その後、屋敷にやって来たアランを始末しようとした際にこれまで彼女が弟には殺人をさせていなかったことが分かります。
ルシールがわざわざ男装をしてでも自らの手で悪事をはたらくのは、トーマスに庇護欲と支配欲を抱いているからです。
汚れ役を一身に受けることでトーマスに負い目を感じさせれば、彼をコントロールすることができます。
カーター殺害の経緯には対等ではないルシールとトーマスの関係性が見え隠れしているのです。
なぜ結婚したのか?なぜ結婚を認めたのか?
悲劇の始まりとなったイーディスとトーマスの出会い。
なぜイーディスは彼に惹かれ、そしてトーマスとルシールは彼女を花嫁にしたのでしょうか。
無垢な乙女イーディス
イーディスがトーマスに惹かれた理由は、彼が彼女の書いた小説を高く評価したためです。

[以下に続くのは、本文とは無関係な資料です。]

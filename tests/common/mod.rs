#![allow(dead_code)]

use std::io::Cursor;
use std::sync::Arc;

use anyhow::{Context, Result};
use base64::{engine::general_purpose::STANDARD, Engine as _};
use image::{codecs::jpeg::JpegEncoder, Rgb, RgbImage};
use reqwest::StatusCode;
use serde_json::{json, Value};

use marketplace_api::config::AppConfig;
use marketplace_api::database::models::NewListing;
use marketplace_api::database::{ListingStore, MemoryStore, UserStore};
use marketplace_api::router;
use marketplace_api::state::AppState;

pub const PASSWORD: &str = "Sup3r-secret";

/// The real router on an ephemeral port, backed by a fresh in-memory store.
/// Each test gets its own server, so tests never see each other's data.
pub struct TestServer {
    pub base_url: String,
    pub store: Arc<MemoryStore>,
    pub client: reqwest::Client,
}

impl TestServer {
    pub async fn spawn() -> Result<Self> {
        Self::spawn_with(AppConfig::development()).await
    }

    pub async fn spawn_with(config: AppConfig) -> Result<Self> {
        init_tracing();
        let store = Arc::new(MemoryStore::new());
        let state = AppState::new(config, store.clone())?;

        let listener = tokio::net::TcpListener::bind("127.0.0.1:0")
            .await
            .context("failed to bind test listener")?;
        let base_url = format!("http://{}", listener.local_addr()?);

        tokio::spawn(async move {
            axum::serve(listener, router::app(state)).await.ok();
        });

        Ok(Self {
            base_url,
            store,
            client: reqwest::Client::new(),
        })
    }

    pub fn url(&self, path: &str) -> String {
        format!("{}{}", self.base_url, path)
    }

    /// Register through the API and return the issued token
    pub async fn sign_up(&self, username: &str) -> Result<String> {
        let res = self
            .client
            .post(self.url("/sign-up"))
            .json(&json!({ "username": username, "password": PASSWORD }))
            .send()
            .await?;
        anyhow::ensure!(res.status() == StatusCode::OK, "sign-up failed: {}", res.status());
        let body: Value = res.json().await?;
        body["token"]
            .as_str()
            .map(str::to_string)
            .context("sign-up response carried no token")
    }

    /// Insert a listing directly into the store, bypassing image checks
    pub async fn seed_listing(&self, username: &str, title: &str, price: f64) -> Result<()> {
        let author = self
            .store
            .find_by_username(username)
            .await?
            .context("seed author does not exist")?;
        self.store
            .insert_listing(
                &NewListing {
                    title: title.to_string(),
                    text: format!("{} for sale", title),
                    image_url: format!("{}/images/placeholder.jpeg", self.base_url),
                    price,
                },
                &author,
            )
            .await?;
        Ok(())
    }

    /// Upload a valid JPEG for `username` and return the URL it is served from
    pub async fn upload_image(&self, username: &str, width: u32, height: u32) -> Result<String> {
        let user = self
            .store
            .find_by_username(username)
            .await?
            .context("image owner does not exist")?;

        let res = self
            .client
            .post(self.url("/images"))
            .json(&json!({
                "image": STANDARD.encode(jpeg(width, height)?),
                "user_id": user.id.to_string(),
            }))
            .send()
            .await?;
        anyhow::ensure!(res.status() == StatusCode::OK, "upload failed: {}", res.status());
        let body: Value = res.json().await?;
        let name = body["image_name"].as_str().context("no image_name")?;
        Ok(self.url(&format!("/images/{}.jpeg", name)))
    }

    pub async fn get_cards(&self, query: &str, token: Option<&str>) -> Result<reqwest::Response> {
        let mut req = self.client.get(self.url(&format!("/get-cards{}", query)));
        if let Some(token) = token {
            req = req.bearer_auth(token);
        }
        Ok(req.send().await?)
    }
}

/// RUST_LOG=debug cargo test shows server logs; silent otherwise
fn init_tracing() {
    let _ = tracing_subscriber::fmt()
        .with_env_filter(
            tracing_subscriber::EnvFilter::try_from_default_env()
                .unwrap_or_else(|_| tracing_subscriber::EnvFilter::new("off")),
        )
        .with_test_writer()
        .try_init();
}

pub fn jpeg(width: u32, height: u32) -> Result<Vec<u8>> {
    let img = RgbImage::from_pixel(width, height, Rgb([200, 40, 90]));
    let mut buf = Cursor::new(Vec::new());
    JpegEncoder::new_with_quality(&mut buf, 80).encode_image(&img)?;
    Ok(buf.into_inner())
}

小説家になる夢を持ちながらもなかなか叶えることができないでいた彼女。
自分の作品を認められたことは、幼気なイーディスの心が開かれるのに充分な理由でした。
また、彼女がトーマスを精神的に頼っているようにうかがえる描写も。
カーターの葬儀のシーンは、冒頭のイーディスの母親の葬儀のシーンと同じ構図が反復されています。

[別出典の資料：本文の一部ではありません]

use std::sync::Arc;

use super::query::QueryParams;
use super::record::ListingRecord;
use super::FeedError;
use crate::database::ListingStore;

/// Runs a normalized feed query against the listing store
pub struct FeedExecutor {
    store: Arc<dyn ListingStore>,
}

impl FeedExecutor {
    pub fn new(store: Arc<dyn ListingStore>) -> Self {
        Self { store }
    }

    pub async fn execute(&self, params: &QueryParams) -> Result<Vec<ListingRecord>, FeedError> {
        let rows = self
            .store
            .query(&params.to_listing_query())
            .await
            .map_err(FeedError::Storage)?;

        let caller = params.caller_identity.as_ref();
        Ok(rows
            .into_iter()
            .map(|row| ListingRecord {
                is_owned: caller.map(|c| c.as_str() == row.username),
                title: row.title,
                text: row.text,
                image_url: row.image_url,
                price: row.price,
                username: row.username,
            })
            .collect())
    }
}

#[cfg(test)]
mod tests {
    use super::*;
    use async_trait::async_trait;

    use crate::auth::Identity;
    use crate::database::models::{ListingRow, NewListing, User};
    use crate::database::{DatabaseError, MemoryStore, UserStore};
    use crate::feed::query::{FeedQueryCompiler, RawFeedParams};
    use crate::filter::ListingQuery;

    async fn six_listings() -> Arc<MemoryStore> {
        let store = Arc::new(MemoryStore::new());
        let alice = store.create_user("alice", "hash").await.unwrap();
        let bob = store.create_user("bob", "hash").await.unwrap();
        for (i, price) in (5000..=10000).step_by(1000).enumerate() {
            let author: &User = if i % 3 == 0 { &alice } else { &bob };
            store
                .insert_listing(
                    &NewListing {
                        title: format!("card {}", price),
                        text: "a fine thing".into(),
                        image_url: format!("http://img/{}.jpeg", price),
                        price: price as f64,
                    },
                    author,
                )
                .await
                .unwrap();
        }
        store
    }

    fn params(query: &str, caller: Option<&str>) -> QueryParams {
        FeedQueryCompiler::default().compile(
            &RawFeedParams::from_query_string(query),
            caller.map(Identity::new),
        )
    }

    #[tokio::test]
    async fn price_range_ascending() {
        let exec = FeedExecutor::new(six_listings().await);
        let records = exec
            .execute(&params("price_min=7000&price_max=10000&sort_by=price&order=asc", None))
            .await
            .unwrap();
        let prices: Vec<f64> = records.iter().map(|r| r.price).collect();
        assert_eq!(prices, vec![7000.0, 8000.0, 9000.0, 10000.0]);
    }

    #[tokio::test]
    async fn anonymous_caller_gets_no_ownership() {
        let exec = FeedExecutor::new(six_listings().await);
        let records = exec.execute(&params("", None)).await.unwrap();
        assert_eq!(records.len(), 6);
        assert!(records.iter().all(|r| r.is_owned.is_none()));
    }

    #[tokio::test]
    async fn ownership_is_relative_to_caller() {
        let exec = FeedExecutor::new(six_listings().await);
        let records = exec.execute(&params("", Some("alice"))).await.unwrap();
        let owned = records.iter().filter(|r| r.is_owned == Some(true)).count();
        let foreign = records.iter().filter(|r| r.is_owned == Some(false)).count();
        assert_eq!((owned, foreign), (2, 4));
        for r in &records {
            assert_eq!(r.is_owned, Some(r.username == "alice"));
        }
    }

    #[tokio::test]
    async fn second_page_of_three() {
        let store = Arc::new(MemoryStore::new());
        let alice = store.create_user("alice", "hash").await.unwrap();
        for i in 1..=10 {
            store
                .insert_listing(
                    &NewListing {
                        title: format!("card {}", i),
                        text: "a fine thing".into(),
                        image_url: "http://img/x.jpeg".into(),
                        price: 1.0,
                    },
                    &alice,
                )
                .await
                .unwrap();
        }
        let exec = FeedExecutor::new(store);
        let records = exec.execute(&params("page=2&per_page=3", None)).await.unwrap();
        let titles: Vec<&str> = records.iter().map(|r| r.title.as_str()).collect();
        // newest first: ranks 4..=6 are cards 7, 6, 5
        assert_eq!(titles, vec!["card 7", "card 6", "card 5"]);
    }

    struct BrokenStore;

    #[async_trait]
    impl ListingStore for BrokenStore {
        async fn query(&self, _: &ListingQuery) -> Result<Vec<ListingRow>, DatabaseError> {
            Err(sqlx::Error::Protocol("connection reset".into()).into())
        }

        async fn insert_listing(&self, _: &NewListing, _: &User) -> Result<(), DatabaseError> {
            Err(sqlx::Error::Protocol("connection reset".into()).into())
        }
    }

    #[tokio::test]
    async fn storage_failure_fails_whole_request() {
        let exec = FeedExecutor::new(Arc::new(BrokenStore));
        let err = exec.execute(&params("", None)).await.unwrap_err();
        assert!(matches!(err, FeedError::Storage(_)));
    }
}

幼いイーディスの傍らには父親が寄り添っていましたが、その父の葬儀ではその位置にいるのはトーマス。
夢を諦めかけ、家族も失ったイーディスにとって、トーマスとの結婚は唯一寄るべきものとなったのです。
はじめて愛を知ったトーマス
トーマスがイーディスとの結婚を決めたのは、彼の中に彼女への愛が芽生えていたためでした。
もちろん当初の、そしてルシールへ向けた表向きの目的は彼女の財産。
ルシールに歪んだ愛情を注がれて生きてきた彼は、自分の中の恋愛感情に気付くことができません。
彼がそれを自覚するのは、イーディスが屋敷にやって来てからです。
しかし無自覚な愛情は彼の目をイーディスへと向けさせ、トーマスは彼女との結婚を望みました。
トーマスを完全に支配できないルシール
ルシールはおそらく、トーマスの変化に気が付いていたのでしょう。
だから彼女はイーディスと結婚するというトーマスの計画に、当初難色を示しています。
トーマスに対して支配的な態度の彼女ですが、愛しているからこそ、彼を完全に言いなりにすることはできません。
そのいら立ちが、余計に彼女を猟奇的な行動へと駆り立てていったのでした。
本当に恐ろしいもの
デル・トロ監督は今作について、本当に恐ろしいものは生きた人間であることを描きたかったと語っています。
ルシールの壮絶な愛情は、たしかにおどろおどろしい姿の亡霊たちよりも鬼気迫るものでした。
しかし、それはただ単に恐ろしいものだったのでしょうか。
最後には彼女もまた亡霊となりましたが、その姿はどこか美しささえ感じさせる、もの悲しいものでした。
身の破滅を招くほどの強い想いは、傍からみると恐ろしいもの。
しかしその本人にとっては、切なく悲しいものなのかもしれません。